======== Source material ========

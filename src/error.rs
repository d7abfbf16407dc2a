//! Error handling for the resume portfolio generator

use thiserror::Error;

#[derive(Error, Debug)]
pub enum PortfolioError {
    #[error("IO error: {0}")]
    Io(#[from] std::io::Error),

    #[error("PDF extraction error: {0}")]
    PdfExtraction(String),

    #[error("File format not supported: {0}")]
    UnsupportedFormat(String),

    #[error("Invalid input: {0}")]
    InvalidInput(String),

    #[error("Configuration error: {0}")]
    Configuration(String),

    #[error("Serialization error: {0}")]
    Serialization(#[from] serde_json::Error),

    #[error("Output formatting error: {0}")]
    OutputFormatting(String),
}

pub type Result<T> = std::result::Result<T, PortfolioError>;

/// Convert anyhow errors to our custom error type
impl From<anyhow::Error> for PortfolioError {
    fn from(err: anyhow::Error) -> Self {
        PortfolioError::InvalidInput(err.to_string())
    }
}

#[cfg(test)]
mod tests {
    use super::*;

    #[test]
    fn test_error_messages() {
        let err = PortfolioError::UnsupportedFormat("resume.xyz".to_string());
        assert_eq!(err.to_string(), "File format not supported: resume.xyz");

        let err: PortfolioError = anyhow::anyhow!("bad flag").into();
        assert!(matches!(err, PortfolioError::InvalidInput(_)));
    }
}
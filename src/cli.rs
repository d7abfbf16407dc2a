//! CLI interface for the resume portfolio generator

use crate::config::OutputFormat;
use clap::{Parser, Subcommand};
use std::path::{Path, PathBuf};

#[derive(Parser)]
#[command(name = "resume-portfolio")]
#[command(about = "Turn a resume into structured portfolio data")]
#[command(long_about = "Extract name, title, contact details, skills, experience and projects from a resume and render them as a portfolio")]
pub struct Cli {
    #[command(subcommand)]
    pub command: Commands,

    /// Enable verbose logging
    #[arg(short, long, global = true)]
    pub verbose: bool,

    /// Configuration file path
    #[arg(short, long, global = true)]
    pub config: Option<PathBuf>,
}

#[derive(Subcommand)]
pub enum Commands {
    /// Extract a portfolio profile from a resume
    Extract {
        /// Path to resume file (PDF, TXT, MD)
        #[arg(short, long)]
        resume: PathBuf,

        /// Output format: console, json, markdown, html
        #[arg(short, long)]
        output: Option<String>,

        /// Save output to file
        #[arg(short, long)]
        save: Option<PathBuf>,

        /// Include achievements, project links and education
        #[arg(short, long)]
        detailed: bool,
    },

    /// Show the category assigned to each skill name
    Categorize {
        #[arg(required = true)]
        skills: Vec<String>,
    },

    /// Show configuration
    Config {
        #[command(subcommand)]
        action: Option<ConfigAction>,
    },
}

#[derive(Subcommand)]
pub enum ConfigAction {
    /// Show current configuration
    Show,

    /// Reset configuration to defaults
    Reset,

    /// Print the configuration file location
    Path,
}

/// Parse and validate output format
pub fn parse_output_format(format: &str) -> Result<OutputFormat, String> {
    match format.to_lowercase().as_str() {
        "console" => Ok(OutputFormat::Console),
        "json" => Ok(OutputFormat::Json),
        "markdown" | "md" => Ok(OutputFormat::Markdown),
        "html" => Ok(OutputFormat::Html),
        _ => Err(format!(
            "Invalid output format: {}. Supported: console, json, markdown, html",
            format
        )),
    }
}

/// Validate file extension
pub fn validate_file_extension(path: &Path, allowed_extensions: &[&str]) -> Result<(), String> {
    match path.extension().and_then(|ext| ext.to_str()) {
        Some(ext) => {
            if allowed_extensions.contains(&ext.to_lowercase().as_str()) {
                Ok(())
            } else {
                Err(format!(
                    "Unsupported file extension: .{}. Allowed: {}",
                    ext,
                    allowed_extensions.join(", ")
                ))
            }
        }
        None => Err("File has no extension".to_string()),
    }
}
//! Structured resume profile produced by the extraction pipeline

use serde::{Deserialize, Serialize};
use std::fmt;

/// The pipeline's sole output. Built once per document and never mutated
/// by this crate; editing copies belong to the presentation layer.
#[derive(Debug, Clone, PartialEq, Serialize, Deserialize)]
pub struct ResumeProfile {
    /// Empty when the document has no recognizable name. Never derived from
    /// the uploaded filename.
    pub name: String,
    pub title: String,
    pub email: String,
    #[serde(default, skip_serializing_if = "Option::is_none")]
    pub phone: Option<String>,
    #[serde(default)]
    pub links: ProfileLinks,
    pub summary: String,
    pub skills: Vec<Skill>,
    pub experience: Vec<ExperienceEntry>,
    pub projects: Vec<ProjectEntry>,
    #[serde(default)]
    pub education: Vec<EducationEntry>,
}

#[derive(Debug, Clone, PartialEq, Eq, Serialize, Deserialize)]
pub struct Skill {
    pub name: String,
    pub category: SkillCategory,
}

impl Skill {
    pub fn new(name: impl Into<String>, category: SkillCategory) -> Self {
        Self {
            name: name.into(),
            category,
        }
    }
}

/// Fixed skill taxonomy. `ProfessionalSkills` is the catch-all.
#[derive(Debug, Clone, Copy, PartialEq, Eq, Hash, Serialize, Deserialize)]
pub enum SkillCategory {
    #[serde(rename = "Programming Languages")]
    ProgrammingLanguages,
    #[serde(rename = "Frontend")]
    Frontend,
    #[serde(rename = "Backend")]
    Backend,
    #[serde(rename = "Database")]
    Database,
    #[serde(rename = "Cloud & DevOps")]
    CloudDevOps,
    #[serde(rename = "Mobile")]
    Mobile,
    #[serde(rename = "Data & Analytics")]
    DataAnalytics,
    #[serde(rename = "Finance & Accounting")]
    FinanceAccounting,
    #[serde(rename = "Marketing & Sales")]
    MarketingSales,
    #[serde(rename = "Design & Creative")]
    DesignCreative,
    #[serde(rename = "Engineering & CAD")]
    EngineeringCad,
    #[serde(rename = "Project Management")]
    ProjectManagement,
    #[serde(rename = "Communication & Languages")]
    CommunicationLanguages,
    #[serde(rename = "Tools & Software")]
    ToolsSoftware,
    #[serde(rename = "Soft Skills")]
    SoftSkills,
    #[serde(rename = "Professional Skills")]
    ProfessionalSkills,
}

impl SkillCategory {
    pub const ALL: [SkillCategory; 16] = [
        SkillCategory::ProgrammingLanguages,
        SkillCategory::Frontend,
        SkillCategory::Backend,
        SkillCategory::Database,
        SkillCategory::CloudDevOps,
        SkillCategory::Mobile,
        SkillCategory::DataAnalytics,
        SkillCategory::FinanceAccounting,
        SkillCategory::MarketingSales,
        SkillCategory::DesignCreative,
        SkillCategory::EngineeringCad,
        SkillCategory::ProjectManagement,
        SkillCategory::CommunicationLanguages,
        SkillCategory::ToolsSoftware,
        SkillCategory::SoftSkills,
        SkillCategory::ProfessionalSkills,
    ];

    pub fn as_str(&self) -> &'static str {
        match self {
            SkillCategory::ProgrammingLanguages => "Programming Languages",
            SkillCategory::Frontend => "Frontend",
            SkillCategory::Backend => "Backend",
            SkillCategory::Database => "Database",
            SkillCategory::CloudDevOps => "Cloud & DevOps",
            SkillCategory::Mobile => "Mobile",
            SkillCategory::DataAnalytics => "Data & Analytics",
            SkillCategory::FinanceAccounting => "Finance & Accounting",
            SkillCategory::MarketingSales => "Marketing & Sales",
            SkillCategory::DesignCreative => "Design & Creative",
            SkillCategory::EngineeringCad => "Engineering & CAD",
            SkillCategory::ProjectManagement => "Project Management",
            SkillCategory::CommunicationLanguages => "Communication & Languages",
            SkillCategory::ToolsSoftware => "Tools & Software",
            SkillCategory::SoftSkills => "Soft Skills",
            SkillCategory::ProfessionalSkills => "Professional Skills",
        }
    }

    /// Map an explicit resume label such as `Frontend:` or `Databases:` to a
    /// category. Unknown labels return `None` so items get auto-categorized.
    pub fn from_label(label: &str) -> Option<SkillCategory> {
        let key = label
            .trim()
            .trim_end_matches(':')
            .to_lowercase()
            .replace(" and ", " & ");
        let key = key.split_whitespace().collect::<Vec<_>>().join(" ");

        if let Some(category) = Self::ALL
            .iter()
            .find(|c| c.as_str().to_lowercase() == key)
        {
            return Some(*category);
        }

        let category = match key.as_str() {
            "programming" | "coding" | "programming languages & frameworks" => {
                SkillCategory::ProgrammingLanguages
            }
            "front-end" | "front end" | "frontend development" | "ui" => SkillCategory::Frontend,
            "back-end" | "back end" | "server-side" | "backend development" => {
                SkillCategory::Backend
            }
            "databases" | "data stores" | "storage" => SkillCategory::Database,
            "cloud" | "devops" | "cloud/devops" | "infrastructure" | "cloud & infrastructure" => {
                SkillCategory::CloudDevOps
            }
            "mobile development" => SkillCategory::Mobile,
            "data" | "analytics" | "data science" | "machine learning" | "data & ml" => {
                SkillCategory::DataAnalytics
            }
            "finance" | "accounting" => SkillCategory::FinanceAccounting,
            "marketing" | "sales" => SkillCategory::MarketingSales,
            "design" | "creative" | "design tools" => SkillCategory::DesignCreative,
            "engineering" | "cad" => SkillCategory::EngineeringCad,
            "methodologies" | "management" => SkillCategory::ProjectManagement,
            "communication" | "spoken languages" => SkillCategory::CommunicationLanguages,
            "tools" | "software" | "tools & platforms" | "developer tools" => {
                SkillCategory::ToolsSoftware
            }
            "soft" | "interpersonal" | "interpersonal skills" => SkillCategory::SoftSkills,
            _ => return None,
        };
        Some(category)
    }
}

impl fmt::Display for SkillCategory {
    fn fmt(&self, f: &mut fmt::Formatter<'_>) -> fmt::Result {
        write!(f, "{}", self.as_str())
    }
}

#[derive(Debug, Clone, PartialEq, Eq, Serialize, Deserialize)]
pub struct ExperienceEntry {
    pub title: String,
    pub company: String,
    pub duration: String,
    pub location: String,
    pub description: String,
    pub achievements: Vec<String>,
}

#[derive(Debug, Clone, PartialEq, Eq, Serialize, Deserialize)]
pub struct ProjectEntry {
    pub title: String,
    pub description: String,
    pub technologies: Vec<String>,
    #[serde(default, skip_serializing_if = "Option::is_none")]
    pub link: Option<String>,
}

#[derive(Debug, Clone, PartialEq, Eq, Serialize, Deserialize)]
pub struct EducationEntry {
    pub degree: String,
    pub school: String,
    #[serde(default, skip_serializing_if = "Option::is_none")]
    pub year: Option<String>,
}

#[derive(Debug, Clone, Default, PartialEq, Eq, Serialize, Deserialize)]
pub struct ProfileLinks {
    #[serde(default, skip_serializing_if = "Option::is_none")]
    pub github: Option<String>,
    #[serde(default, skip_serializing_if = "Option::is_none")]
    pub linkedin: Option<String>,
    #[serde(default, skip_serializing_if = "Option::is_none")]
    pub website: Option<String>,
}

impl ProfileLinks {
    pub fn is_empty(&self) -> bool {
        self.github.is_none() && self.linkedin.is_none() && self.website.is_none()
    }
}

========

• [Instructions to follow]:
Your output should consist solely of the lines from the beginning of the entries through the line containing "a resume into", reproduced exactly.

• [Result below]:
filename src/error.rs
repository d7abfbf16407dc2a
//! Error handling for the resume portfolio generator

use thiserror::Error;

#[derive(Error, Debug)]
pub enum PortfolioError {
    #[error("IO error: {0}")]
    Io(#[from] std::io::Error),

    #[error("PDF extraction error: {0}")]
    PdfExtraction(String),

    #[error("File format not supported: {0}")]
    UnsupportedFormat(String),

    #[error("Invalid input: {0}")]
    InvalidInput(String),

    #[error("Configuration error: {0}")]
    Configuration(String),

    #[error("Serialization error: {0}")]
    Serialization(#[from] serde_json::Error),

    #[error("Output formatting error: {0}")]
    OutputFormatting(String),
}

pub type Result<T> = std::result::Result<T, PortfolioError>;

/// Convert anyhow errors to our custom error type
impl From<anyhow::Error> for PortfolioError {
    fn from(err: anyhow::Error) -> Self {
        PortfolioError::InvalidInput(err.to_string())
    }
}

#[cfg(test)]
mod tests {
    use super::*;

    #[test]
    fn test_error_messages() {
        let err = PortfolioError::UnsupportedFormat("resume.xyz".to_string());
        assert_eq!(err.to_string(), "File format not supported: resume.xyz");

        let err: PortfolioError = anyhow::anyhow!("bad flag").into();
        assert!(matches!(err, PortfolioError::InvalidInput(_)));
    }
}
filename src/cli.rs
repository d7abfbf16407dc2a
//! CLI interface for the resume portfolio generator

use crate::config::OutputFormat;
use clap::{Parser, Subcommand};
use std::path::{Path, PathBuf};

#[derive(Parser)]
#[command(name = "resume-portfolio")]
#[command(about = "Turn a resume into structured portfolio data")]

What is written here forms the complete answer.